T’as jamais rien compris au rock, Malc’ ! T’es un type de la mode, c’est tout !
Ce tome correspond à une biographie, celle Malcolm McLaren (1946-2006), homme d'affaires, producteur de disques et agent artistique britannique. Le scénario est de Manu Leduc & Marie Eynard, les dessins de Lionel Chouin, les couleurs de Philippe Ory. L’ouvrage commence avec une introduction d’une page écrite par Jean-Charles de Castelbajac. Il se termine avec un texte d’une page évoquant le retour de la paternité de la musique des Sex Pistols aux membres du groupe, les techniques initiées par McLaren (le buzz, la trash culture et le viral), la suite de sa carrière après ce groupe, le décès de McLaren et la destruction des archives et des objets du punk par son fils quarante ans après, et cinq pages d’étude graphique du dessinateur. Cette BD compte quatre-vingt-douze planches, et sa publication date de 2022.
En Angleterre dans les années 1990, Stuart conduit sa voiture sur une route côtière de nuit. Il s’arrête devant un bunker sur lequel a été peint le nom de McLaren : il dépose Malcolm, enchanté de découvrir que son père vit dans un bunker. Un chien retenu par une chaîne au mur leur aboie dessus. Un homme sort du bunker, le fusil à la main et demande qui se trouve là. Son fils répond en s’identifiant : Malcolm McLaren. À Londres en 1947, dans le salon de l’appartement de Rose McLaren, la grand-mère, Stuart, le petit frère, regarde vaguement le poste de télévision : plus d’un million à regarder passer le carrosse de la princesse Elizabeth, future reine d’Angleterre, le mariage fastueux avec le prince Philip Mountbatten retransmis à la télévision pour la première fois. Malcolm joue aux petits soldats, organisant une bataille sur la table basse. Peter McLaren sonne à la porte et indique à sa belle-mère qu’il est venu voir ses fils. Celle-ci le met à la porte sans ménagement l’informant que ces fils n’ont pas besoin d’un père escroc.
Londres en 1953. Le jeune Malcolm prend des leçons de piano : le professeur n’en peut plus des dissonances, sa grand-mère est tout sourire, sa mère souffre en silence. Le professeur rend son avis : il n’a jamais eu un élève qui massacrait la musique à ce point, il n’y a rien à en faire, désolé. Sa mère explique que Malcolm est atteint du syndrome de la Tourette, c’est pour ça qu’il a des mouvements si désordonnés. Une fois dehors, la grand-mère rassérène son petit-fils : il n’a pas d’autre syndrome que le talent pur. Il ne massacre pas la musique, il la dépoussière. Sa mère part vaquer à ses occupations en recommandant à Rose de ne pas le coucher trop tard car il va à l’école le lendemain. Une fois la mère éloignée, la grand-mère rassure Malcolm : sa mère est tellement vieille Angleterre ! Elle ne comprend rien, et Rose est sûr qu’il deviendra un artiste. Il en profite pour demander s’il faut vraiment qu’il aille à l’école, il trouve le maître trop autoritaire. La grand-mère répond qu’autant qu’il n’y aille pas : il faut toujours se méfier des gens autoritaires, ils veulent que rien ne change pour garder leur petit pouvoir. Malcolm lui demande pourquoi il y a autant de gens avec des télévisions ?

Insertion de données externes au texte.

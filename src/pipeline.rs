//! Drives a run: fetch each requested site, extract, normalize, aggregate, export.

use crate::aggregator::aggregate;
use crate::config::{SearchQuery, SiteTable};
use crate::export::ExportSink;
use crate::fetcher::HtmlFetcher;
use crate::models::{AggregatedResult, JobBatch, Site};
use crate::normalizer::normalize;
use crate::{sites, Result};
use tracing::{error, info};

pub struct ScrapePipeline<'a> {
    sites: &'a SiteTable,
    fetcher: &'a dyn HtmlFetcher,
}

#[must_use = "pipeline results are only written out by .export()"]
pub struct PipelineWithJobs {
    result: AggregatedResult,
    /// Whether any requested site produced a batch, even an empty one.
    parsed: bool,
}

impl<'a> ScrapePipeline<'a> {
    pub fn new(sites: &'a SiteTable, fetcher: &'a dyn HtmlFetcher) -> Self {
        Self { sites, fetcher }
    }

    /// Scrapes one site, or every site in [`Site::ALL`] order when `site` is `None`.
    ///
    /// A site that fails contributes nothing; the others still run. Failures
    /// are logged once, by [`aggregate`].
    pub fn collect(&self, site: Option<Site>, query: &SearchQuery) -> PipelineWithJobs {
        let targets = match site {
            Some(site) => vec![site],
            None => Site::ALL.to_vec(),
        };

        let mut parsed = false;
        let batches = targets.into_iter().map(|site| {
            info!(%site, "beginning scraping pass for '{}' ...", site);
            self.scrape_site(site, query).inspect(|_| parsed = true)
        });
        let result = aggregate(batches);

        PipelineWithJobs { result, parsed }
    }

    fn scrape_site(&self, site: Site, query: &SearchQuery) -> Result<JobBatch> {
        let url = self.sites.search_url(site, query)?;
        let html = self.fetcher.fetch(&url, site)?;

        info!(%site, "beginning html parsing ...");
        let jobs: Vec<_> = sites::extractor(site)?
            .extract(&html)?
            .into_iter()
            .map(normalize)
            .collect();
        info!(%site, "{} candidate(s) found", jobs.len());

        Ok(JobBatch::new(site, jobs))
    }
}

impl PipelineWithJobs {
    pub fn result(&self) -> &AggregatedResult {
        &self.result
    }

    /// Hands the result to `sink`, even when it holds no records, so each run
    /// replaces the previous run's output. Only a run where every site failed
    /// leaves the sinks untouched.
    ///
    /// A failing sink is logged and does not affect any other sink.
    pub fn export(self, sink: &dyn ExportSink) -> Self {
        if !self.parsed {
            info!(sink = sink.name(), "no page was parsed, nothing to export");
            return self;
        }
        if self.result.is_empty() {
            info!(sink = sink.name(), "exporting an empty result");
        }
        if let Err(e) = sink.export(&self.result) {
            error!(kind = e.kind(), sink = sink.name(), "{}", e);
        }
        self
    }

    pub fn export_all(self, sinks: &[Box<dyn ExportSink>]) -> AggregatedResult {
        sinks
            .iter()
            .fold(self, |pipeline, sink| pipeline.export(sink.as_ref()))
            .result
    }
}

#[cfg(test)]
mod tests {
    use super::*;
    use crate::Error;
    use std::cell::RefCell;
    use std::collections::HashMap;
    use std::sync::atomic::{AtomicUsize, Ordering};
    use std::sync::Arc;
    use tracing::Level;
    use tracing_subscriber::layer::{Context, Layer, SubscriberExt};

    /// Serves canned pages and records which sites were asked for.
    struct CannedFetcher {
        pages: HashMap<Site, String>,
        requested: RefCell<Vec<Site>>,
    }

    impl CannedFetcher {
        fn new(pages: &[(Site, &str)]) -> Self {
            Self {
                pages: pages
                    .iter()
                    .map(|(site, html)| (*site, html.to_string()))
                    .collect(),
                requested: RefCell::new(Vec::new()),
            }
        }
    }

    impl HtmlFetcher for CannedFetcher {
        fn fetch(&self, url: &str, site: Site) -> Result<String> {
            self.requested.borrow_mut().push(site);
            self.pages.get(&site).cloned().ok_or_else(|| Error::Fetch {
                site,
                url: url.to_string(),
                reason: "timed out".to_string(),
            })
        }
    }

    const INDEED_PAGE: &str = r#"
        <div class="job_seen_beacon"><h2 class="jobTitle"><span title=" First "></span></h2></div>
        <div class="job_seen_beacon"><h2 class="jobTitle"><span title="Second"></span></h2></div>
    "#;

    #[test]
    fn all_sites_visits_in_declaration_order() {
        let fetcher = CannedFetcher::new(&[]);
        let table = SiteTable::default();
        let result = ScrapePipeline::new(&table, &fetcher).collect(None, &SearchQuery::default());

        assert!(result.result().is_empty());
        assert_eq!(*fetcher.requested.borrow(), Site::ALL.to_vec());
    }

    #[test]
    fn failure_keeps_earlier_sites() {
        let fetcher = CannedFetcher::new(&[(Site::Indeed, INDEED_PAGE)]);
        let table = SiteTable::default();
        let pipeline = ScrapePipeline::new(&table, &fetcher).collect(None, &SearchQuery::default());

        let titles: Vec<_> = pipeline.result().iter().map(|job| job.title.as_str()).collect();
        assert_eq!(titles, vec!["First", "Second"]);
    }

    #[test]
    fn single_site_fetches_only_that_site() {
        let fetcher = CannedFetcher::new(&[(Site::Indeed, INDEED_PAGE)]);
        let table = SiteTable::default();
        let pipeline = ScrapePipeline::new(&table, &fetcher)
            .collect(Some(Site::LinkedIn), &SearchQuery::default());

        assert!(pipeline.result().is_empty());
        assert_eq!(*fetcher.requested.borrow(), vec![Site::LinkedIn]);
    }

    #[test]
    fn empty_page_is_a_failed_batch() {
        let fetcher = CannedFetcher::new(&[(Site::Indeed, ""), (Site::LinkedIn, "")]);
        let table = SiteTable::default();
        let pipeline = ScrapePipeline::new(&table, &fetcher).collect(None, &SearchQuery::default());
        assert!(pipeline.result().is_empty());
    }

    #[test]
    fn missing_template_skips_site_without_fetching() {
        let fetcher = CannedFetcher::new(&[(Site::Indeed, INDEED_PAGE)]);
        let table = SiteTable::new(HashMap::new());
        let pipeline = ScrapePipeline::new(&table, &fetcher).collect(None, &SearchQuery::default());

        assert!(pipeline.result().is_empty());
        assert!(fetcher.requested.borrow().is_empty());
    }

    struct Counting(RefCell<usize>);

    impl ExportSink for Counting {
        fn name(&self) -> &'static str {
            "counting"
        }

        fn export(&self, result: &AggregatedResult) -> Result<()> {
            *self.0.borrow_mut() += result.len();
            Ok(())
        }
    }

    struct Broken;

    impl ExportSink for Broken {
        fn name(&self) -> &'static str {
            "broken"
        }

        fn export(&self, _result: &AggregatedResult) -> Result<()> {
            Err(Error::write("Files/Job_List.txt", std::io::Error::other("read-only")))
        }
    }

    #[test]
    fn failing_sink_does_not_stop_others() {
        let fetcher = CannedFetcher::new(&[(Site::Indeed, INDEED_PAGE)]);
        let table = SiteTable::default();
        let counting = Counting(RefCell::new(0));

        let result = ScrapePipeline::new(&table, &fetcher)
            .collect(Some(Site::Indeed), &SearchQuery::default())
            .export(&Broken)
            .export(&counting);

        assert_eq!(*counting.0.borrow(), 2);
        assert_eq!(result.result().len(), 2);
    }

    struct Calls(RefCell<usize>);

    impl ExportSink for Calls {
        fn name(&self) -> &'static str {
            "calls"
        }

        fn export(&self, _result: &AggregatedResult) -> Result<()> {
            *self.0.borrow_mut() += 1;
            Ok(())
        }
    }

    #[test]
    fn page_without_cards_still_reaches_sinks() {
        let fetcher = CannedFetcher::new(&[(Site::Indeed, "<html><body></body></html>")]);
        let table = SiteTable::default();
        let calls = Calls(RefCell::new(0));

        let pipeline = ScrapePipeline::new(&table, &fetcher)
            .collect(Some(Site::Indeed), &SearchQuery::default())
            .export(&calls);

        assert!(pipeline.result().is_empty());
        assert_eq!(*calls.0.borrow(), 1);
    }

    #[test]
    fn every_site_failing_skips_sinks() {
        let fetcher = CannedFetcher::new(&[]);
        let table = SiteTable::default();
        let calls = Calls(RefCell::new(0));

        let _ = ScrapePipeline::new(&table, &fetcher)
            .collect(None, &SearchQuery::default())
            .export(&calls);

        assert_eq!(*calls.0.borrow(), 0);
    }

    /// Counts events at warn level or above.
    struct Alarms(Arc<AtomicUsize>);

    impl<S: tracing::Subscriber> Layer<S> for Alarms {
        fn on_event(&self, event: &tracing::Event<'_>, _ctx: Context<'_, S>) {
            let level = *event.metadata().level();
            if level == Level::WARN || level == Level::ERROR {
                self.0.fetch_add(1, Ordering::SeqCst);
            }
        }
    }

    #[test]
    fn failed_site_is_logged_once() {
        let alarms = Arc::new(AtomicUsize::new(0));
        let subscriber = tracing_subscriber::registry().with(Alarms(Arc::clone(&alarms)));
        let fetcher = CannedFetcher::new(&[(Site::Indeed, INDEED_PAGE)]);
        let table = SiteTable::default();

        tracing::subscriber::with_default(subscriber, || {
            let _ = ScrapePipeline::new(&table, &fetcher).collect(None, &SearchQuery::default());
        });

        // LinkedIn, ZipRecruiter and CareerBuilder have no canned page
        assert_eq!(alarms.load(Ordering::SeqCst), 3);
    }
}
use crate::{Error, Result};
use lettre::message::Mailbox;
use lettre::transport::smtp::authentication::Credentials;
use lettre::{Message, SmtpTransport, Transport};
use std::fmt;
use std::str::FromStr;
use std::time::Duration;

/// Mobile carriers with an email-to-SMS gateway.
#[derive(Debug, Clone, Copy, PartialEq, Eq, Hash)]
pub enum Carrier {
    Att,
    TMobile,
    Verizon,
    Sprint,
    Alltel,
    BoostMobile,
    CricketWireless,
    MetroPcs,
    RepublicWireless,
    UsCellular,
    VirginMobile,
}

impl Carrier {
    pub const ALL: [Carrier; 11] = [
        Carrier::Att,
        Carrier::TMobile,
        Carrier::Verizon,
        Carrier::Sprint,
        Carrier::Alltel,
        Carrier::BoostMobile,
        Carrier::CricketWireless,
        Carrier::MetroPcs,
        Carrier::RepublicWireless,
        Carrier::UsCellular,
        Carrier::VirginMobile,
    ];

    pub fn name(&self) -> &'static str {
        match self {
            Self::Att => "at&t",
            Self::TMobile => "tmobile",
            Self::Verizon => "verizon",
            Self::Sprint => "sprint",
            Self::Alltel => "alltel",
            Self::BoostMobile => "boost mobile",
            Self::CricketWireless => "cricket wireless",
            Self::MetroPcs => "metropcs",
            Self::RepublicWireless => "republic wireless",
            Self::UsCellular => "us cellular",
            Self::VirginMobile => "virgin mobile",
        }
    }

    pub fn gateway_domain(&self) -> &'static str {
        match self {
            Self::Att => "mms.att.net",
            Self::TMobile => "tmomail.net",
            Self::Verizon => "vtext.net",
            Self::Sprint => "page.nextel.com",
            Self::Alltel => "sms.alltelwireless.com",
            Self::BoostMobile => "sms.myboostmobile.com",
            Self::CricketWireless => "mms.cricketwireless.net",
            Self::MetroPcs => "mymetropcs.com",
            Self::RepublicWireless => "text.republicwireless.com",
            Self::UsCellular => "email.uscc.net",
            Self::VirginMobile => "vmobl.com",
        }
    }

    /// The email address that delivers to `phone` as a text message.
    pub fn gateway_address(&self, phone: &str) -> String {
        let digits: String = phone.chars().filter(char::is_ascii_digit).collect();
        format!("{}@{}", digits, self.gateway_domain())
    }
}

impl fmt::Display for Carrier {
    fn fmt(&self, f: &mut fmt::Formatter<'_>) -> fmt::Result {
        f.write_str(self.name())
    }
}

impl FromStr for Carrier {
    type Err = String;

    fn from_str(s: &str) -> std::result::Result<Self, Self::Err> {
        let wanted: String = s
            .chars()
            .filter(|c| c.is_ascii_alphanumeric())
            .collect::<String>()
            .to_ascii_lowercase();
        Carrier::ALL
            .into_iter()
            .find(|carrier| {
                let name: String = carrier
                    .name()
                    .chars()
                    .filter(|c| c.is_ascii_alphanumeric())
                    .collect();
                name == wanted
            })
            .ok_or_else(|| format!("unknown carrier '{}'", s))
    }
}

/// The email account messages are sent from.
#[derive(Clone)]
pub struct SenderCredentials {
    pub username: String,
    pub password: String,
}

impl fmt::Debug for SenderCredentials {
    fn fmt(&self, f: &mut fmt::Formatter<'_>) -> fmt::Result {
        f.debug_struct("SenderCredentials")
            .field("username", &self.username)
            .field("password", &"***")
            .finish()
    }
}

pub trait Messenger {
    fn send(&self, destination: &str, sender: &SenderCredentials, body: &str) -> Result<()>;
}

/// Sends plain-text mail through an SMTP relay with STARTTLS.
pub struct SmtpMessenger {
    relay: String,
    timeout: Duration,
}

impl SmtpMessenger {
    pub fn new(relay: impl Into<String>, timeout: Duration) -> Self {
        Self {
            relay: relay.into(),
            timeout,
        }
    }
}

impl Messenger for SmtpMessenger {
    fn send(&self, destination: &str, sender: &SenderCredentials, body: &str) -> Result<()> {
        let fail = |reason: String| Error::Transport {
            destination: destination.to_string(),
            reason,
        };

        let from = sender
            .username
            .parse::<Mailbox>()
            .map_err(|e| fail(format!("invalid sender address: {}", e)))?;
        let to = destination
            .parse::<Mailbox>()
            .map_err(|e| fail(format!("invalid destination address: {}", e)))?;

        let message = Message::builder()
            .from(from)
            .to(to)
            .body(body.to_string())
            .map_err(|e| fail(e.to_string()))?;

        let mailer = SmtpTransport::starttls_relay(&self.relay)
            .map_err(|e| fail(e.to_string()))?
            .credentials(Credentials::new(
                sender.username.clone(),
                sender.password.clone(),
            ))
            .timeout(Some(self.timeout))
            .build();

        mailer.send(&message).map_err(|e| fail(e.to_string()))?;
        Ok(())
    }
}
use crate::extractor::{FieldRule, SiteDescriptor};
use crate::models::{Field, Site};

// title and location live on the card element's own data attributes
pub static DESCRIPTOR: SiteDescriptor = SiteDescriptor {
    site: Site::ZipRecruiter,
    card: "article.job_result",
    rules: &[
        FieldRule::card_attr("data-job-title", Field::Title),
        FieldRule::card_attr("data-location", Field::Location),
        FieldRule::attr("div.job_title_and_org a.job_link", "href", Field::Link),
        FieldRule::text("div.job_title_and_org a.t_org_link", Field::Company),
    ],
};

Le texte de la quatrième couverture explicite l’enjeu de cette biographie, en commençant par la devise de l’insolent manager des New York Dolls et des Sex Pistols : Mieux vaut un échec retentissant qu’une réussite médiocre. Viennent ensuite les questions : commerçant, artiste, provocateur, visionnaire, pitre génial ? Et la réponse : Malcolm McLaren était tout cela à la fois. Cette biographie s’attache à la période de sa vie allant de son enfance et son adolescence, de 1946 à 1965 en une dizaine de pages, pour développer la période de 1965 à 1979, c’est-à-dire la mort et les obsèques de John Simon Ritchie. Au travers de cette biographie, le lecteur assiste à la naissance du punk par celui qui est présenté comme en étant l’instigateur, et même le concepteur. Pour pleinement apprécier cette biographie, il vaut mieux que le lecteur dispose déjà de quelques repères basiques sur ce mouvement, comme l’importance des Sex Pistols, celle des New York Dolls, et quelques noms en tête comme Steve Jones, Vivienne Westwood, Marc Zermatti (1945-2020). Il goûtera encore plus aux saveurs du récit s’il est familier avec le contexte culturel de l’époque, par exemple les films de Russ Meyer (ce dernier apparaissant le temps d’une page), la carrière de Richard Branson, les morceaux des Sex Pistols et les autres groupes infréquentables de l’époque comme les Ramones, ou leurs héritiers comme Siouxie and the Banshees, le célèbre passage des Sex Pistols à l’émission de Bill Grundy. Il vaut mieux qu’il ait déjà entendu parler de Sylvain Sylvain, Nick Kent, Bernie Rhodes, Jaimie Reid, Wally Nightingale, Jean-Charles de Castelbajac.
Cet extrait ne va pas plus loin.